Stokols knows something about disrupting the wireless market. In 2012, he founded FreedomPop, an MVNO whose investors included Skype founder Niklas Zennstom. FreedomPop, which used Sprint’s network, offered free mobile services in the way Skype provided free voice and Spotify offered free music. Stokols said it was offering a second line before T-Mobile started marketing Digits, and data rollover before everybody else jumped on that train.
Red Pocket acquired FreedomPop last year. At the time, Stokols’ intent, working with private equity groups, was to buy Boost. A couple months later, Dish “outfoxed everybody” and did an even bigger deal.
Through the government’s remedy in the Sprint/T-Mobile merger, T-Mobile was required to divest Sprint’s Boost and other prepaid brands; Dish closed on the $1.6 billion deal on July 1, 2020. Dish will use T-Mobile’s network under a favorable MVNO deal while it establishes its own 5G network, which also will be available for Boost subscribers.
There are indications at Boost that its business is becoming more rationalized. Under Dish's ownership, there's been a significant shift away from promotion of unlimited plans into the direction of plans with limited amounts of data, typically 12GB-15GB allotments, according to Jeff Moore, principal of Wave7 Research.
"However, the DNA of Boost Mobile has remained intact," Moore said. "The carrier continues to be feisty, promotional, and aggressive," with efforts to “own the mile” ranging from door hangers and store events to “golden tickets” for lifetime discounts for switchers from Metro by T-Mobile and AT&T's Cricket.
A head start – and big aspirations
A year ago, after having done his due diligence in preparation for that ill-fated acquisition, Stokols had a lot of ideas for making Boost a better business. A lot of those opportunities still exist today, whether they’re about doing more digitally or introducing more innovative value-added services to drive ARPU.
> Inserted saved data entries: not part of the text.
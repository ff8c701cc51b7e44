use serde::{Deserialize, Serialize};

use crate::shared::wire::{de_opt_int, de_string};

/// Project state read back from the blockchain box storage
#[derive(Debug, Clone, Default, PartialEq, Eq, Serialize, Deserialize)]
pub struct ChainRecord {
    #[serde(default, deserialize_with = "de_opt_int")]
    pub budget: Option<i64>,
    #[serde(default, deserialize_with = "de_opt_int")]
    pub spent: Option<i64>,
    /// Hex SHA-256 of the project details at sync time
    #[serde(default, deserialize_with = "de_string")]
    pub hash: String,
    #[serde(default)]
    pub verified: bool,
}

impl ChainRecord {
    /// Compare the on-chain budget with the locally stored one.
    ///
    /// Both sides are compared as integers (the local value is truncated).
    /// A record without a readable budget never matches.
    pub fn compare(&self, local_budget: f64) -> ChainOutcome {
        let local = local_budget
            .is_finite()
            .then(|| local_budget.trunc() as i64);
        match (self.budget, local) {
            (Some(chain), Some(local)) if chain == local => ChainOutcome::Verified,
            _ => ChainOutcome::Mismatch,
        }
    }
}

#[derive(Debug, Clone, Copy, PartialEq, Eq, Serialize, Deserialize)]
#[serde(rename_all = "SCREAMING_SNAKE_CASE")]
pub enum ChainOutcome {
    Verified,
    Mismatch,
}

impl ChainOutcome {
    pub fn label(&self) -> &'static str {
        match self {
            ChainOutcome::Verified => "VERIFIED",
            ChainOutcome::Mismatch => "MISMATCH",
        }
    }

    pub fn is_match(&self) -> bool {
        matches!(self, ChainOutcome::Verified)
    }
}
use contracts::usecases::common::UseCaseMetadata;
use contracts::usecases::u501_scheme_chat::{
    SchemeChat, SchemeChatRequest, SchemeChatResponse, SchemeProfile,
};

use crate::shared::error::ApiResult;
use crate::shared::http::{ApiClient, RequestOptions};

/// Ask the scheme advisor. An empty `message` falls back to the default
/// Hindi prompt.
pub async fn ask_scheme_bot(
    api: &ApiClient,
    profile: &SchemeProfile,
    message: &str,
) -> ApiResult<SchemeChatResponse> {
    let request = SchemeChatRequest::from_profile(profile, message);
    let reply: SchemeChatResponse = api
        .send("/ai/schemes/chat", RequestOptions::post().json(&request)?)
        .await?;
    tracing::debug!(
        usecase = %SchemeChat::full_name(),
        schemes = reply.schemes_found,
        "scheme advisor replied"
    );
    Ok(reply)
}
Boost launched in the U.S. about 19 years ago with a bold attitude and an emphasis on the youth market. While some of that DNA remains, the reality is, “we’re going to try to expand the appeal of Boost,” Stokols said. “It’s got some good brand equity, but ultimately, we’d like to make it much more of a household name” and appeal to a broader audience through competitive pricing and expanded distribution.
“I think there’s a huge opportunity to take a page out of the FreedomPop playbook and really build out a very robust and best-in-class digital capability,” especially in the telco space where the big carriers are not very good at digital, Stokols said.
Shifting more to a digital format is not a only cheaper and a more efficient way to conduct business, it’s being accelerated in the age of Covid. On the handset side, where the generational changes are not as marked as they used to be, people are more comfortable purchasing new models online without having to do a test run at a physical store. There’s also the opportunity to advance the use of SIM and eSIM technologies without having to hold a lot of device inventory.
Stokols is based in Los Angeles and Boost’s original office is, conveniently, located in Irvine, California. The plan is for him to move to the Denver area full-time in 2021. He reports to John Swieringa, Dish group vice president, Retail Wireless and COO. David Kim, Dish SVP of retail wireless sales and operations, reports to Stokols. Kim, who was at Clearwire before Sprint, deserves a lot of credit for building out Boost and its distribution to what it is today, Stokols said.
About that name: FreedomPop. What does it mean exactly? Stokols said the name might have been too clever. The “Freedom” part is pretty clear. “Pop” refers to the points of presence term that’s commonly used in the wireless industry referring to covered population. But ultimately, “I ended up explaining it more than I probably should,” he said.